= WHAT YOU WILL DO =
Look over the lines below. Report each one that includes the string "filename".

Excerpts from a dataset:
pub mod memory_resource_repository;
pub mod resource_repository;

pub use memory_resource_repository::InMemoryResourceRepository;
pub use resource_repository::PgResourceRepository;
use axum::{
    extract::{Path, State},
    Json,
};
use std::sync::Arc;

use crate::{
    domain::pages::{PageService, PageView},
    domain::shared::Localization,
    error::{AppError, AppResult},
};

pub struct PagesController {
    page_service: Arc<PageService>,
    localization: Localization,
}

impl PagesController {
    pub fn new(page_service: Arc<PageService>, localization: Localization) -> Self {
        Self {
            page_service,
            localization,
        }
    }

    /// GET /{lang}/pages/{slug} - Page content and referenced resources
    pub async fn show_page(
        State(controller): State<Arc<PagesController>>,
        Path((lang, slug)): Path<(String, String)>,
    ) -> AppResult<Json<PageView>> {
        if !controller.localization.is_supported(&lang) {
            return Err(AppError::NotFound(format!("Unsupported language {lang}")));
        }

        let slug = slug.trim_matches('/');
        if slug.is_empty() {
            return Err(AppError::NotFound("Page not found".to_string()));
        }

        controller
            .page_service
            .show_page(slug, &lang)
            .await
            .map(Json)
            .ok_or_else(|| AppError::NotFound(format!("Page {slug} not found")))
    }
}
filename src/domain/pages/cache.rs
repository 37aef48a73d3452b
use super::model::LocaleFetch;
use crate::infrastructure::cache::CacheStore;
use std::sync::Arc;
use std::time::Duration;

/// Default lifetime of the fresh tier
pub const PAGE_CACHE_DURATION: Duration = Duration::from_secs(5 * 60);

/// Two caches sharing a `(slug, locale)` key:
///
/// - the fresh tier memoizes per-locale fetch outcomes for a short TTL;
/// - the fallback tier keeps the last successfully fetched body forever and
///   is only read when a fetch fails.
pub struct TieredPageCache {
    fresh: Arc<dyn CacheStore<LocaleFetch>>,
    fallback: Arc<dyn CacheStore<String>>,
    fresh_ttl: Duration,
}

impl TieredPageCache {
    pub fn new(
        fresh: Arc<dyn CacheStore<LocaleFetch>>,
        fallback: Arc<dyn CacheStore<String>>,
        fresh_ttl: Duration,
    ) -> Self {
        Self {
            fresh,
            fallback,
            fresh_ttl,
        }
    }

    /// Composite key, the unlocalized variant being `default`.
    pub fn key(slug: &str, locale: Option<&str>) -> String {
        format!("{}-{}", slug, locale.unwrap_or("default"))
    }

    pub async fn fresh(&self, slug: &str, locale: Option<&str>) -> Option<LocaleFetch> {
        self.fresh.get(&fresh_key(slug, locale)).await
    }

    pub async fn remember(&self, slug: &str, locale: Option<&str>, fetch: LocaleFetch) {
        self.fresh
            .set(&fresh_key(slug, locale), fetch, Some(self.fresh_ttl))
            .await;
    }

    pub async fn fallback(&self, slug: &str, locale: Option<&str>) -> Option<String> {
        self.fallback.get(&fallback_key(slug, locale)).await
    }

    /// Overwrite the fallback body after a successful fetch. Never expires.
    pub async fn store_fallback(&self, slug: &str, locale: Option<&str>, content: String) {
        self.fallback
            .set(&fallback_key(slug, locale), content, None)
            .await;
    }
}

fn fresh_key(slug: &str, locale: Option<&str>) -> String {
    format!("pages-locale-{}", TieredPageCache::key(slug, locale))
}

fn fallback_key(slug: &str, locale: Option<&str>) -> String {
    format!("pages-content-{}", TieredPageCache::key(slug, locale))
}
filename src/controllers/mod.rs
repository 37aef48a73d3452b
pub mod health;
pub mod home;
pub mod pages;
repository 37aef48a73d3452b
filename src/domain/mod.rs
pub mod blog;
pub mod pages;
pub mod resources;
pub mod shared;
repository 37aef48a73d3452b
pub mod controllers;
pub mod domain;
pub mod error;
pub mod infrastructure;
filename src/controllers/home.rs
use axum::{
    extract::{Path, State},
    Json,
};
use serde::Serialize;
use std::sync::Arc;

use crate::{
    domain::blog::{BlogSummary, FeedSummaryService},
    domain::shared::{Diagnostic, Localization},
    error::{AppError, AppResult},
};

#[derive(Debug, Serialize)]
pub struct HomeResponse {
    pub blogpost: Option<BlogSummary>,
    pub diagnostics: Vec<Diagnostic>,
}

pub struct HomeController {
    feed_service: Arc<FeedSummaryService>,
    localization: Localization,
}

impl HomeController {
    pub fn new(feed_service: Arc<FeedSummaryService>, localization: Localization) -> Self {
        Self {
            feed_service,
            localization,
        }
    }

    /// GET /{lang}/home - Home page context with the latest blog post
    pub async fn home(
        State(controller): State<Arc<HomeController>>,
        Path(lang): Path<String>,
    ) -> AppResult<Json<HomeResponse>> {
        if !controller.localization.is_supported(&lang) {
            return Err(AppError::NotFound(format!("Unsupported language {lang}")));
        }

        let (blogpost, diagnostics) = controller
            .feed_service
            .get_latest_summary(&lang)
            .await
            .into_parts();

        Ok(Json(HomeResponse {
            blogpost,
            diagnostics,
        }))
    }
}
//! Test helper utilities: an in-process fake of the remote attendance
//! service, plus console setup with short timings.

#![allow(dead_code)]

use attendance_console::{app_state::AppState, config::AppConfig, routes};
use axum::extract::{Path, Query, State};
use axum::http::StatusCode;
use axum::response::{IntoResponse, Response};
use axum::routing::{delete, get, post};
use axum::{Json, Router};
use serde_json::{json, Value};
use std::collections::{HashMap, VecDeque};
use std::sync::{Arc, Mutex};
use std::time::Duration;
use tokio::net::TcpListener;
use tokio::time::sleep;

/// Mutable state behind the fake service.
#[derive(Default)]
pub struct FakeState {
    pub students: Vec<Value>,
    pub devices: Vec<Value>,
    pub absent: Vec<Value>,
    pub present: Vec<Value>,
    pub present_unavailable: bool,
    /// Scripted command statuses keyed by roll number; moved to the command
    /// id when an enroll/delete is accepted. Exhausted scripts answer pending.
    pub scripts_by_roll: HashMap<u32, VecDeque<Value>>,
    pub scripts: HashMap<String, VecDeque<Value>>,
    pub enroll_rejections: HashMap<u32, (u16, Value)>,
    pub command_delay: Duration,
    pub next_command: u64,
    pub requests: Vec<String>,
    pub command_in_flight: usize,
    pub command_max_in_flight: usize,
    pub finalized: bool,
    /// Roll numbers whose DELETE answers 500.
    pub delete_failures: Vec<u32>,
}

#[derive(Clone)]
pub struct FakeService {
    pub base_url: String,
    pub state: Arc<Mutex<FakeState>>,
}

impl FakeService {
    pub async fn start() -> Self {
        Self::start_with(FakeState::default()).await
    }

    pub async fn start_with(initial: FakeState) -> Self {
        let state = Arc::new(Mutex::new(initial));
        let app = Router::new()
            .route("/api/students/", get(list_students).post(create_student))
            .route("/api/students/{roll_no}/", delete(delete_student))
            .route("/api/devices/", get(list_devices))
            .route("/api/attendance/absent/", get(list_absent))
            .route("/api/attendance/present/", get(list_present))
            .route("/api/attendance/finalize/", post(finalize))
            .route("/api/student/enroll/", post(enroll))
            .route("/api/student/delete-fingerprint/", post(delete_fingerprint))
            .route("/api/command/{command_id}/", get(command_status))
            .with_state(state.clone());

        let base_url = serve(app).await;
        Self {
            base_url: format!("{base_url}/api"),
            state,
        }
    }

    pub fn script(&self, roll_no: u32, statuses: Vec<Value>) {
        self.state
            .lock()
            .unwrap()
            .scripts_by_roll
            .insert(roll_no, statuses.into());
    }

    pub fn reject_enrollment(&self, roll_no: u32, status: u16, body: Value) {
        self.state
            .lock()
            .unwrap()
            .enroll_rejections
            .insert(roll_no, (status, body));
    }

    pub fn requests_matching(&self, prefix: &str) -> usize {
        self.state
            .lock()
            .unwrap()
            .requests
            .iter()
            .filter(|r| r.starts_with(prefix))
            .count()
    }
}

pub fn student(roll_no: u32, name: &str, class_name: &str, enrolled: bool) -> Value {
    json!({
        "roll_no": roll_no,
        "student_name": name,
        "class_name": class_name,
        "identifier_code": null,
        "fingerprint_enrolled": enrolled,
        "fingerprint_id": if enrolled { json!(roll_no) } else { Value::Null },
    })
}

pub fn status(status: &str, message: Option<&str>) -> Value {
    json!({ "status": status, "message": message })
}

/// Console config pointed at `base_url` with millisecond-scale timings.
pub fn fast_config(base_url: &str) -> AppConfig {
    let mut config = AppConfig::with_api_url(base_url);
    config.poll_interval_ms = 20;
    config.poll_max_attempts = 5;
    config.success_hold_ms = 30;
    config.failure_hold_ms = 30;
    config.error_hold_ms = 80;
    config.request_timeout_secs = 5;
    config
}

/// Serve the console router on an ephemeral port; returns its base URL.
pub async fn start_console(state: AppState) -> String {
    serve(routes::router(state)).await
}

/// Wait until `check` holds, polling every 10ms for up to `timeout`.
pub async fn wait_until<F: Fn() -> bool>(timeout: Duration, check: F) -> bool {
    let deadline = tokio::time::Instant::now() + timeout;
    while tokio::time::Instant::now() < deadline {
        if check() {
            return true;
        }
        sleep(Duration::from_millis(10)).await;
    }
    check()
}

async fn serve(app: Router) -> String {
    let listener = TcpListener::bind("127.0.0.1:0")
        .await
        .expect("Failed to bind test listener");
    let addr = listener.local_addr().expect("No local addr");
    tokio::spawn(async move {
        axum::serve(listener, app).await.expect("Test server error");
    });
    format!("http://{addr}")
}

type Shared = State<Arc<Mutex<FakeState>>>;

fn log(state: &Arc<Mutex<FakeState>>, line: String) {
    state.lock().unwrap().requests.push(line);
}

async fn list_students(State(state): Shared) -> Json<Vec<Value>> {
    log(&state, "GET /students/".to_string());
    Json(state.lock().unwrap().students.clone())
}

async fn create_student(State(state): Shared, Json(body): Json<Value>) -> Response {
    log(&state, "POST /students/".to_string());
    let mut guard = state.lock().unwrap();
    let roll_no = body["roll_no"].as_u64().unwrap_or_default();
    if guard
        .students
        .iter()
        .any(|s| s["roll_no"].as_u64() == Some(roll_no))
    {
        return (
            StatusCode::BAD_REQUEST,
            Json(json!({ "roll_no": ["student with this roll no already exists."] })),
        )
            .into_response();
    }
    guard.students.push(student(
        roll_no as u32,
        body["student_name"].as_str().unwrap_or_default(),
        body["class_name"].as_str().unwrap_or_default(),
        false,
    ));
    (StatusCode::CREATED, Json(json!({ "message": "Student added" }))).into_response()
}

async fn delete_student(State(state): Shared, Path(roll_no): Path<u32>) -> Response {
    log(&state, format!("DELETE /students/{roll_no}/"));
    let mut guard = state.lock().unwrap();
    if guard.delete_failures.contains(&roll_no) {
        return (
            StatusCode::INTERNAL_SERVER_ERROR,
            Json(json!({ "error": "database unavailable" })),
        )
            .into_response();
    }
    guard
        .students
        .retain(|s| s["roll_no"].as_u64() != Some(u64::from(roll_no)));
    Json(json!({ "message": "Student deleted" })).into_response()
}

async fn list_devices(State(state): Shared) -> Json<Vec<Value>> {
    log(&state, "GET /devices/".to_string());
    Json(state.lock().unwrap().devices.clone())
}

async fn list_absent(
    State(state): Shared,
    Query(query): Query<HashMap<String, String>>,
) -> Json<Vec<Value>> {
    log(
        &state,
        format!(
            "GET /attendance/absent/?date={}&class={}",
            query.get("date").cloned().unwrap_or_default(),
            query.get("class").cloned().unwrap_or_default()
        ),
    );
    Json(state.lock().unwrap().absent.clone())
}

async fn list_present(State(state): Shared) -> Response {
    log(&state, "GET /attendance/present/".to_string());
    let guard = state.lock().unwrap();
    if guard.present_unavailable {
        return (StatusCode::NOT_FOUND, Json(json!({ "detail": "Not found." }))).into_response();
    }
    Json(guard.present.clone()).into_response()
}

async fn finalize(State(state): Shared) -> Json<Value> {
    log(&state, "POST /attendance/finalize/".to_string());
    state.lock().unwrap().finalized = true;
    Json(json!({ "message": "Attendance finalized", "date": "2026-10-19" }))
}

fn accept_command(guard: &mut FakeState, roll_no: u32) -> String {
    guard.next_command += 1;
    let command_id = guard.next_command.to_string();
    let script = guard.scripts_by_roll.remove(&roll_no).unwrap_or_default();
    guard.scripts.insert(command_id.clone(), script);
    command_id
}

async fn enroll(State(state): Shared, Json(body): Json<Value>) -> Response {
    log(&state, "POST /student/enroll/".to_string());
    let roll_no = body["roll_no"].as_u64().unwrap_or_default() as u32;
    let mut guard = state.lock().unwrap();
    if let Some((code, error)) = guard.enroll_rejections.get(&roll_no).cloned() {
        let code = StatusCode::from_u16(code).unwrap_or(StatusCode::BAD_REQUEST);
        return (code, Json(error)).into_response();
    }
    let command_id = accept_command(&mut guard, roll_no);
    Json(json!({
        "command_id": command_id.parse::<u64>().unwrap(),
        "instruction": "Place finger on scanner",
        "fingerprint_id": roll_no + 100,
        "device_id": body["device_id"],
    }))
    .into_response()
}

async fn delete_fingerprint(State(state): Shared, Json(body): Json<Value>) -> Json<Value> {
    log(&state, "POST /student/delete-fingerprint/".to_string());
    let roll_no = body["roll_no"].as_u64().unwrap_or_default() as u32;
    let mut guard = state.lock().unwrap();
    let command_id = accept_command(&mut guard, roll_no);
    Json(json!({ "command_id": command_id.parse::<u64>().unwrap() }))
}

async fn command_status(State(state): Shared, Path(command_id): Path<String>) -> Json<Value> {
    let delay = {
        let mut guard = state.lock().unwrap();
        guard.requests.push(format!("GET /command/{command_id}/"));
        guard.command_in_flight += 1;
        guard.command_max_in_flight = guard.command_max_in_flight.max(guard.command_in_flight);
        guard.command_delay
    };

    if !delay.is_zero() {
        sleep(delay).await;
    }

    let mut guard = state.lock().unwrap();
    guard.command_in_flight -= 1;
    let next = guard
        .scripts
        .get_mut(&command_id)
        .and_then(VecDeque::pop_front)
        .unwrap_or_else(|| status("pending", None));
    Json(next)
}
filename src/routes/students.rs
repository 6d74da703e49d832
use axum::extract::{Path, Query, State};
use axum::http::StatusCode;
use axum::Json;
use garde::Validate;
use serde::{Deserialize, Serialize};

use crate::app_state::AppState;
use crate::models::student::{Device, NewStudent, Student};
use crate::routes::error::ConsoleError;
use crate::services::filter::RosterFilter;
use crate::services::roster::DashboardSummary;

#[derive(Debug, Deserialize)]
pub struct ConfirmQuery {
    #[serde(default)]
    pub confirm: bool,
}

#[derive(Debug, Serialize)]
pub struct MessageResponse {
    pub message: String,
}

/// GET /api/dashboard
pub async fn dashboard(State(state): State<AppState>) -> Json<DashboardSummary> {
    Json(state.roster.summary())
}

/// GET /api/students?class=&search=
pub async fn list_students(
    State(state): State<AppState>,
    Query(filter): Query<RosterFilter>,
) -> Json<Vec<Student>> {
    Json(filter.apply(&state.roster.students()))
}

/// POST /api/students/reload
pub async fn reload_roster(
    State(state): State<AppState>,
) -> Result<Json<Vec<Student>>, ConsoleError> {
    state.roster.reload_students().await?;
    Ok(Json(state.roster.students()))
}

/// POST /api/students — validate locally, then forward to the service.
pub async fn create_student(
    State(state): State<AppState>,
    Json(form): Json<NewStudent>,
) -> Result<(StatusCode, Json<MessageResponse>), ConsoleError> {
    form.validate()?;
    state.api.create_student(&form).await?;
    tracing::info!(roll_no = form.roll_no, "Student added");

    // the student exists either way; a stale cache is recoverable
    let _ = state.roster.reload_students().await;

    Ok((
        StatusCode::CREATED,
        Json(MessageResponse {
            message: "Student added successfully".to_string(),
        }),
    ))
}

/// DELETE /api/students/{roll_no}?confirm=true
pub async fn delete_student(
    State(state): State<AppState>,
    Path(roll_no): Path<u32>,
    Query(query): Query<ConfirmQuery>,
) -> Result<Json<MessageResponse>, ConsoleError> {
    if !query.confirm {
        return Err(ConsoleError::ConfirmationRequired(
            "Deleting a student requires confirmation".to_string(),
        ));
    }

    state.api.delete_student(roll_no).await?;
    state.polls.cancel(roll_no);
    state.board.clear(roll_no);
    tracing::info!(roll_no, "Student deleted");

    let _ = state.roster.reload_students().await;

    Ok(Json(MessageResponse {
        message: "Student deleted successfully".to_string(),
    }))
}

/// GET /api/devices
pub async fn list_devices(State(state): State<AppState>) -> Json<Vec<Device>> {
    Json(state.roster.devices())
}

= EXERCISE RESULT =
filename src/domain/pages/cache.rs
filename src/controllers/mod.rs
filename src/domain/mod.rs
filename src/controllers/home.rs
filename src/routes/students.rs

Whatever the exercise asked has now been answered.